Fig. 6.

AQP2 is internalized to the same compartment with caveolin-1 and flotillin-2. (a–f) MDCK-hAQP2 cells were seeded on coverslips and subjected to forskolin treatment for 30 min (a, d) and subsequent washing and incubation without forskolin for 30 min (b, e) or for 2 hr (c, f). Double-immunofluorescence labeling for AQP2 and EEA1 (a–c) or for AQP2 and caveolin-1 (d–f) was carried out and their localization was observed with a laser confocal microscope. Projection images of 4 consecutive confocal images (0.4 µm intervals) are shown. AQP2 is shown in red. EEA1 and caveolin-1 are shown in green. An enlarged view of the rectangle area is shown in the inset (f).

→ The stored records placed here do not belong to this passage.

//! Graph checks, each contributing a `Validation`.

use crate::core::{ClipLibrary, Endpoint, ParameterStore, StateGraph, Transition};
use crate::validation::issues::GraphIssue;
use stillwater::validation::Validation;
use stillwater::NonEmptyVec;

pub type GraphValidation = Validation<(), NonEmptyVec<GraphIssue>>;

/// Run every check, accumulating ALL issues.
///
/// Entry transitions are skipped: the selector never follows them.
pub fn validate_graph(
    graph: &StateGraph,
    parameters: &ParameterStore,
    clips: &ClipLibrary,
) -> GraphValidation {
    let mut checks: Vec<GraphValidation> = vec![check_default_count(graph)];

    for transition in graph.transitions().iter().filter(|t| t.from != Endpoint::Entry) {
        checks.push(check_self_loop(graph, transition));
        checks.extend(check_conditions(transition, parameters));
    }

    // An empty library means the renderer has not reported yet.
    if !clips.is_empty() {
        checks.extend(graph.states().map(|state| {
            if clips.get(&state.name).is_some() {
                Validation::success(())
            } else {
                Validation::fail(GraphIssue::MissingClip {
                    state: state.name.clone(),
                })
            }
        }));
    }

    Validation::all_vec(checks).map(|_| ())
}

fn check_default_count(graph: &StateGraph) -> GraphValidation {
    let found = graph.default_count();
    if graph.is_empty() || found == 1 {
        Validation::success(())
    } else {
        Validation::fail(GraphIssue::DefaultCount { found })
    }
}

fn check_self_loop(graph: &StateGraph, transition: &Transition) -> GraphValidation {
    if !transition.is_self_loop() {
        return Validation::success(());
    }
    let state = graph
        .state(transition.to)
        .map(|s| s.name.clone())
        .unwrap_or_else(|| transition.to.to_string());
    Validation::fail(GraphIssue::SelfLoop {
        transition: transition.id,
        state,
    })
}

fn check_conditions<'a>(
    transition: &'a Transition,
    parameters: &'a ParameterStore,
) -> impl Iterator<Item = GraphValidation> + 'a {
    transition.conditions.iter().map(move |condition| {
        match parameters.by_name(&condition.parameter) {
            None => Validation::fail(GraphIssue::UnknownParameter {
                transition: transition.id,
                parameter: condition.parameter.clone(),
            }),
            Some(parameter) if !condition.operator.applies_to(parameter.kind()) => {
                Validation::fail(GraphIssue::OperatorMismatch {
                    transition: transition.id,
                    parameter: condition.parameter.clone(),
                    operator: condition.operator,
                    kind: parameter.kind(),
                })
            }
            Some(_) => Validation::success(()),
        }
    })
}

Both AQP2 and caveolin-1 are internalized in the EEA1-positive compartment 30 min after washing and then differentially localized at 2 hr. g, h: MDCK-hAQP2 cells transiently transfected with EGFP-flotillin-2 were treated with forskolin for 30 min (g) and then washed and incubated without forskolin for 30 min (h). Localization of AQP2 and flotillin-2 was observed with a laser confocal microscope. Projection images of 4 consecutive confocal images (0.4 µm intervals) are shown. AQP2 is shown in red. EGFP fluorescence is shown in green. Both AQP2 and EGFP-flotillin-2 are internalized in the same compartment. Bars=10 µm (5 µm in inset).